Louise Erdrich - "Skunk Dreams"

I've always had mixed feelings about nature. I really do enjoy the outdoors; I love the breathtaking feeling of being in the mountains and peering over vast, immeasurable landscapes, the soft feel of grass seeping between my bare toes, the unmatchable beauty of the daily sun-rise and sun-set.

But I've never been a very big fan of sharing it. I understand the importance of maintaining wild ecosystems, but it's kinda inconvenient that some of the most amazing natural places also happen to house an abundance of pesky and potentially dangerous critters.

Nature plays a big role in "Skunk Dreams," where Louise Erdrich expresses herself as someone reformed by years of urban living, overcome with the desire to escape the bonds of this world, both physical and metaphorical. This, combined with an epiphany reached about life, gained through the unforgettable experience of sleeping in a football field and suddenly having a skunk curl up next to her, fuel her to write this winding essay that covers aspects of her life to explain this desire, while branching off at several points to cover various psychological concepts.
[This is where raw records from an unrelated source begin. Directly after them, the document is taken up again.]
use std::{
    collections::VecDeque,
    pin::Pin,
    task::{Context, Poll},
};

use futures_core::{FusedStream, Stream};

use crate::decoder::RecordDecoder;
use crate::materialize::RecordMaterializer;

/// Lazily decodes a chunked byte source into items.
///
/// A chunk is only requested once every item from the previous chunk has been handed out, so
/// the consumer controls the pace. The source is dropped as soon as it ends or fails, and
/// dropping the stream drops it too, releasing whatever connection backs it.
///
/// A source error is yielded once as the final item; nothing follows it.
pub struct DecodeStream<S, M: RecordMaterializer> {
    source: Option<S>,
    decoder: RecordDecoder<M>,
    ready: VecDeque<M::Item>,
}

impl<S, M: RecordMaterializer> DecodeStream<S, M> {
    pub fn new(source: S, decoder: RecordDecoder<M>) -> Self {
        Self {
            source: Some(source),
            decoder,
            ready: VecDeque::new(),
        }
    }
}

impl<S: Unpin, M: RecordMaterializer> Unpin for DecodeStream<S, M> {}

impl<S, C, E, M> Stream for DecodeStream<S, M>
where
    S: Stream<Item = Result<C, E>> + Unpin,
    C: AsRef<[u8]>,
    M: RecordMaterializer,
{
    type Item = Result<M::Item, E>;

    fn poll_next(self: Pin<&mut Self>, cx: &mut Context<'_>) -> Poll<Option<Self::Item>> {
        let this = self.get_mut();

        loop {
            if let Some(item) = this.ready.pop_front() {
                return Poll::Ready(Some(Ok(item)));
            }

            let Some(source) = this.source.as_mut() else {
                return Poll::Ready(None);
            };

            match Pin::new(source).poll_next(cx) {
                Poll::Ready(Some(Ok(chunk))) => {
                    let items = this.decoder.feed(chunk.as_ref());
                    this.ready.extend(items);
                }
                Poll::Ready(Some(Err(err))) => {
                    this.source = None;
                    return Poll::Ready(Some(Err(err)));
                }
                Poll::Ready(None) => {
                    this.source = None;
                    let items = this.decoder.finish();
                    this.ready.extend(items);
                }
                Poll::Pending => return Poll::Pending,
            }
        }
    }
}

impl<S, C, E, M> FusedStream for DecodeStream<S, M>
where
    S: Stream<Item = Result<C, E>> + Unpin,
    C: AsRef<[u8]>,
    M: RecordMaterializer,
{
    fn is_terminated(&self) -> bool {
        self.source.is_none() && self.ready.is_empty()
    }
}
Concepts like how a skunk proudly and carelessly wanders through suburban neighborhoods in simple, unafraid search of its next meal, or how dreams may be us traveling into another world entirely, or how our entire lives might be a dream. (in which case, would waking up be the afterlife?)

After moving to New England, where grasslands, streams, and trees surrounded her, even though she greatly enjoyed them, Louise felt the unshakeable urge to tear them down. To reach out and touch the horizon, to see the great vastness that lay beyond, where perhaps she might gain the answer to all her questions about life, the universe, and what lies beyond.

But, accepting the reality that she may never know such a wonder, she found solace in trees and nature. Walking through some local woods, she stumbled upon a fence that changed her entire outlook in life. A fence that gave her a new purpose, a new obsession, a new desire.

Years ago, in a cheap motel that she was staying in while she was traveling around, teaching poetry to delinquents for a living, in what was surely an attempt to keep her thoughts off of the freezing cold night and disproportionately low thickness of sheets, coats, and blankets insulating her from the frigid air, her mind dreamed of a fence. A patchwork quilt of various wires, barbed and chain-linked, beyond it lay miles of trees, and magnificent elk that took one look at her before fleeing into the vast woods.

Now, standing there with an overwhelming sensation of déjà vu, she stared at the same exact scene replaying itself like a rewound VHS tape, like the whole situation was just another dream that she still lives today. With newfound purpose, she truly felt at home, and now spends her free time exploring this nature reserve. While she expresses slight disapproval of how the animals are nearly domesticated in the safe areas while they are hunted in the rest of the 750-acre forest, she still finds comfort in such nearby nature for its supply of such great variations of living creatures, and how her old friend the skunk still just wanders freely like it owns the place, without a care or fear in the world. Louise truly longs to be a skunk, and that's the biggest, most simple point of this essay. The combination of uselessness and repulsing skunk perfume mean that nobody except for other skunks would even dare mess with her, and that's just the way she likes it.

1 comment:

  1. I totally agree with you about the nature thing. Nature is beautiful, but best behind screen doors. You can't but marvel at it, but also be extremely grossed out. I really like how the author used nature to really relate our whole purpose of life on this earth. Imagine how simplistic our lives would be if we lived as skunks? I think that is what the author wanted from her life, to go back to our simple nature.